Jordan’s Killmonger is all for an aggressive version of the latter stance, and though his name is as comic-booky as it gets, the reasons behind his motivations are anything but. It’s ultimately clear why he’s the villain, but the manner in which his argument is presented makes us very sympathetic to his righteous cause as the aforementioned question begets no easy answers. Most impressively, the dialogue boldly goes to places you rarely see any blockbuster go, let alone a Marvel movie. Jordan’s swaggering, menacing performance takes the weighty screenplay up a notch too, and in Boseman – who brings T’Challa’s internal struggles to the forefront with compelling nuance – he has a terrific screen partner to play off of.
Further distinguishing Black Panther is its deep roster of impeccably cast supporting characters. Veterans Angela Bassett and Forest Whitaker bring presence and gravitas as Queen Ramonda and Zuri respectively, while Winston Duke’s tribal leader M’Baku brings some unexpected yet very welcome laughs while exuding self-pride.

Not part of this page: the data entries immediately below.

//! Module containing the Strokemesh universal error type
use thiserror::Error;

/// Universal error type for Strokemesh
///
/// Meshing itself never fails; these errors come from reading point files and
/// writing meshes.
#[derive(Error, Debug)]
pub enum Error {
    /// A value in a point file could not be parsed as a number
    #[error("line {line}: could not parse `{text}` as a number")]
    ParseError {
        /// 1-based line number
        line: usize,
        /// Offending token
        text: String,
    },

    /// A line in a point file has the wrong number of values
    #[error("line {line}: expected {expected} values, found {count}")]
    BadPointArity {
        /// 1-based line number
        line: usize,
        /// Number of values found on the line
        count: usize,
        /// Human-readable description of the accepted counts
        expected: &'static str,
    },

    /// IO error; see inner code for details
    #[error("io error: {0}")]
    IoError(#[from] std::io::Error),
}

Still, it’s the trio of Letitia Wright’s Shuri – who steals every scene she’s in with a winning combination of spunky confidence and intelligence – Lupita Nyong’o as the conflicted Wakandan spy Nakia, and Danai Gurira who leave the biggest impression. As Okoye, the General of the Dora Milaje – the Black Panther’s personal guard – Gurira is the standout of every fight sequence, but all the women have a crucial part to play in almost every major action beat.
It’s when the action sequences become flashier – and thereby, more CGI-dependent – that Black Panther runs into a bit of trouble. There are multiple sequences that look like they needed to spend more time with the VFX vendor, and with the rest of the movie being so tactile the lacklustre effects can be pretty jarring. There’s also the odd subplot that could’ve been fleshed out a little more, most notably the relationship between Gurira’s Okoye and Daniel Kaluuya’s vengeful Border Tribe leader W’Kabi.
Those quibbles don’t negate the fact that Black Panther is easily one of the best films in the MCU. From the dark-skinned and non-sexualized kick-ass women to an all-time great comic book movie villain, from Ruth E. Carter’s awards-worthy costume design to a story whose themes you’ll be thinking about long after the credits roll: Coogler and co give us so much of what both general audiences and Marvel fans have been craving without feeling like its merely ticking items off a checklist. And while the film has timely and universal connotations it’s also a film that caters to a black audience, a potent example of the types of films that can be made at this level when a person of colour is behind the lens.
With any luck Black Panther will open the door for other, equally diverse movies to step into the spotlight. For now though, it’s T’Challa’s time to shine. Long may he reign.